On top of that, Musk will also have to pay Twitter employees cash to make up for the stock-based compensation they’re currently receiving. According to Business Insider, that’s reported to be almost $900 million this year. To add fuel to the fire, Musk has said that he would reinstate former president Donald Trump, reversing his lifetime ban. At a Financial Times conference, Musk said that it “was a morally bad decision” to ban Trump, said NPR. Apparently, Twitter co-founder and former CEO Jack Dorsey agrees, at least that permanent bans are a failure on Twitter’s part. The thread with Dorsey’s lengthy. Here is a portion of that conversation:

Spotify sunsets Stations app

Spotify is sunsetting their separate app for music discovery, Stations.
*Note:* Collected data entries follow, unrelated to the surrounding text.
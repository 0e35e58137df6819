use async_trait::async_trait;
use std::sync::Arc;

use crate::app::ports::{EntitySource, Fetched, HttpClientPort, HttpRequest};
use crate::constants::WEATHER_SOURCE;
use crate::error::FetchError;
use crate::pipeline::ingestion::payloads::{WeatherReading, WeatherResponse};

/// OpenWeather current conditions, keyed by city. Metric units, French
/// descriptions.
pub struct OpenWeatherCurrent {
    http: Arc<dyn HttpClientPort>,
    base_url: String,
    api_key: String,
}

impl OpenWeatherCurrent {
    pub fn new(
        http: Arc<dyn HttpClientPort>,
        base_url: impl Into<String>,
        api_key: impl Into<String>,
    ) -> Self {
        Self {
            http,
            base_url: base_url.into(),
            api_key: api_key.into(),
        }
    }
}

#[async_trait]
impl EntitySource for OpenWeatherCurrent {
    type Payload = WeatherReading;

    fn source_name(&self) -> &'static str {
        WEATHER_SOURCE
    }

    async fn fetch_once(&self, city: &str) -> Result<Fetched<Self::Payload>, FetchError> {
        let request = HttpRequest::new(&self.base_url)
            .query("q", city)
            .query("appid", &self.api_key)
            .query("units", "metric")
            .query("lang", "fr");
        let raw = self.http.get(request).await?.into_json()?;
        let payload = serde_json::from_value::<WeatherResponse>(raw.clone())
            .map_err(|e| FetchError::InvalidStructure(e.to_string()))?
            .validate()?;
        Ok(Fetched { raw, payload })
    }
}
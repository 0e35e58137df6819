use chrono::{DateTime, SecondsFormat, Utc};
use serde::{Deserialize, Serialize};
use serde_json::Value;
use sha2::{Digest, Sha256};
use std::fs::{self, OpenOptions};
use std::io::{ErrorKind, Write};
use std::path::{Path, PathBuf};
use tracing::{debug, warn};

use crate::constants::SNAPSHOT_DATA_SOURCE;
use crate::error::{PipelineError, Result};
use crate::types::Entity;

const MAX_NAME_COLLISIONS: u32 = 1_000;

#[derive(Debug, Clone, PartialEq, Serialize, Deserialize)]
pub struct SnapshotMetadata {
    pub city: String,
    pub country: String,
    pub ingestion_timestamp: String,
    pub data_source: String,
}

/// On-disk layout of one raw snapshot. Payloads are the source bodies exactly
/// as received, or null when the source was unavailable.
#[derive(Debug, Clone, PartialEq, Serialize, Deserialize)]
pub struct SnapshotDocument {
    pub metadata: SnapshotMetadata,
    #[serde(default)]
    pub lastfm_data: Option<Value>,
    #[serde(default)]
    pub weather_data: Option<Value>,
}

impl SnapshotDocument {
    pub fn new(
        entity: &Entity,
        timestamp: DateTime<Utc>,
        tracks: Option<Value>,
        weather: Option<Value>,
    ) -> Self {
        Self {
            metadata: SnapshotMetadata {
                city: entity.city.clone(),
                country: entity.country.clone(),
                ingestion_timestamp: timestamp.to_rfc3339_opts(SecondsFormat::Millis, true),
                data_source: SNAPSHOT_DATA_SOURCE.to_string(),
            },
            lastfm_data: tracks,
            weather_data: weather,
        }
    }

    pub fn from_path(path: &Path) -> Result<Self> {
        let bytes = fs::read(path)?;
        Ok(serde_json::from_slice(&bytes)?)
    }
}

/// A snapshot that made it to disk
#[derive(Debug, Clone)]
pub struct RawSnapshot {
    pub entity: Entity,
    pub timestamp: DateTime<Utc>,
    pub path: PathBuf,
    pub sha256: String,
    pub bytes: usize,
}

/// Write-once store of raw snapshots, one JSON file per ingestion attempt.
pub struct RawSnapshotStore {
    dir: PathBuf,
}

fn sanitize(part: &str) -> String {
    part.chars()
        .map(|c| if c.is_ascii_alphanumeric() { c } else { '_' })
        .collect()
}

pub fn snapshot_file_stem(entity: &Entity, timestamp: DateTime<Utc>) -> String {
    format!(
        "{}_{}_{}",
        sanitize(&entity.city),
        sanitize(&entity.country),
        timestamp.format("%Y%m%d_%H%M%S_%3f")
    )
}

impl RawSnapshotStore {
    pub fn open<P: AsRef<Path>>(dir: P) -> Result<Self> {
        let dir = dir.as_ref().to_path_buf();
        fs::create_dir_all(&dir)?;
        Ok(Self { dir })
    }

    /// Persist one snapshot. Files are created exclusively; a name collision
    /// gets a `-N` suffix instead of overwriting the earlier file.
    pub fn persist(
        &self,
        entity: &Entity,
        timestamp: DateTime<Utc>,
        tracks: Option<Value>,
        weather: Option<Value>,
    ) -> Result<RawSnapshot> {
        let document = SnapshotDocument::new(entity, timestamp, tracks, weather);
        let bytes = serde_json::to_vec_pretty(&document)?;
        let sha256 = hex::encode(Sha256::digest(&bytes));

        let stem = snapshot_file_stem(entity, timestamp);
        let (path, file) = self.create_exclusive(&stem)?;
        write_or_discard(&path, file, &bytes)?;
        debug!(path = %path.display(), bytes = bytes.len(), "raw snapshot written");

        Ok(RawSnapshot {
            entity: entity.clone(),
            timestamp,
            path,
            sha256,
            bytes: bytes.len(),
        })
    }

    fn create_exclusive(&self, stem: &str) -> Result<(PathBuf, fs::File)> {
        for n in 0..MAX_NAME_COLLISIONS {
            let name = if n == 0 {
                format!("{}.json", stem)
            } else {
                format!("{}-{}.json", stem, n)
            };
            let path = self.dir.join(name);
            match OpenOptions::new().write(true).create_new(true).open(&path) {
                Ok(file) => return Ok((path, file)),
                Err(e) if e.kind() == ErrorKind::AlreadyExists => continue,
                Err(e) => return Err(e.into()),
            }
        }
        Err(PipelineError::Io(std::io::Error::new(
            ErrorKind::AlreadyExists,
            format!("too many snapshots named {}", stem),
        )))
    }

    /// Every `*.json` file in the store, in filename order. A missing
    /// directory is an empty store.
    pub fn list(&self) -> Result<Vec<PathBuf>> {
        list_snapshot_files(&self.dir)
    }
}

/// Write `bytes` to the freshly created `path`; on failure the partial file is
/// removed so no truncated snapshot is left behind.
fn write_or_discard<W: Write>(path: &Path, mut file: W, bytes: &[u8]) -> std::io::Result<()> {
    let written = file.write_all(bytes).and_then(|()| file.flush());
    if written.is_err() {
        drop(file);
        if let Err(e) = fs::remove_file(path) {
            warn!(path = %path.display(), error = %e, "could not remove partial snapshot");
        }
    }
    written
}

pub fn list_snapshot_files(dir: &Path) -> Result<Vec<PathBuf>> {
    let entries = match fs::read_dir(dir) {
        Ok(entries) => entries,
        Err(e) if e.kind() == ErrorKind::NotFound => return Ok(Vec::new()),
        Err(e) => return Err(e.into()),
    };
    let mut files = Vec::new();
    for entry in entries {
        let path = entry?.path();
        if path.is_file() && path.extension().and_then(|e| e.to_str()) == Some("json") {
            files.push(path);
        }
    }
    files.sort();
    Ok(files)
}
Initially launched in Australia in 2018, users were able to have a more radio-like experience. TechCrunch reports that users will be able to easily transfer their favorite stations and enjoy a similar radio experience directly within the Spotify app. Spotify did not give a reason on why they decided to sunset Stations. However, Spotify Radio provides a similar listening experience to Stations within the main app, and users can create a playlist based on any song, album, playlist, or artist. The Stations app will shut down on May 16.

With the sunset of Stations, Spotify is working on improving their Spotify Radio experience. For users exclusive to Stations, Spotify has been working on bulking up their radio experience since 2018. In 2019, they launched a news and music playlist for drivers and commuters to simulate the morning radio experience. The Your Daily Drive playlist is available to all users.

When shutting down the service, a spokesperson for Spotify said, “At Spotify, we routinely conduct a number of experiments to create better listening experiences for our users. Some of those tests end up paving the way for our broader user experience and serve only as an important learning. Our Spotify Stations Beta was one of those tests.”

The Stations app has since been taken down from the iOS App Store and the Google Play Store. At time of this writing, the app is functional and allows current users to move their Stations over.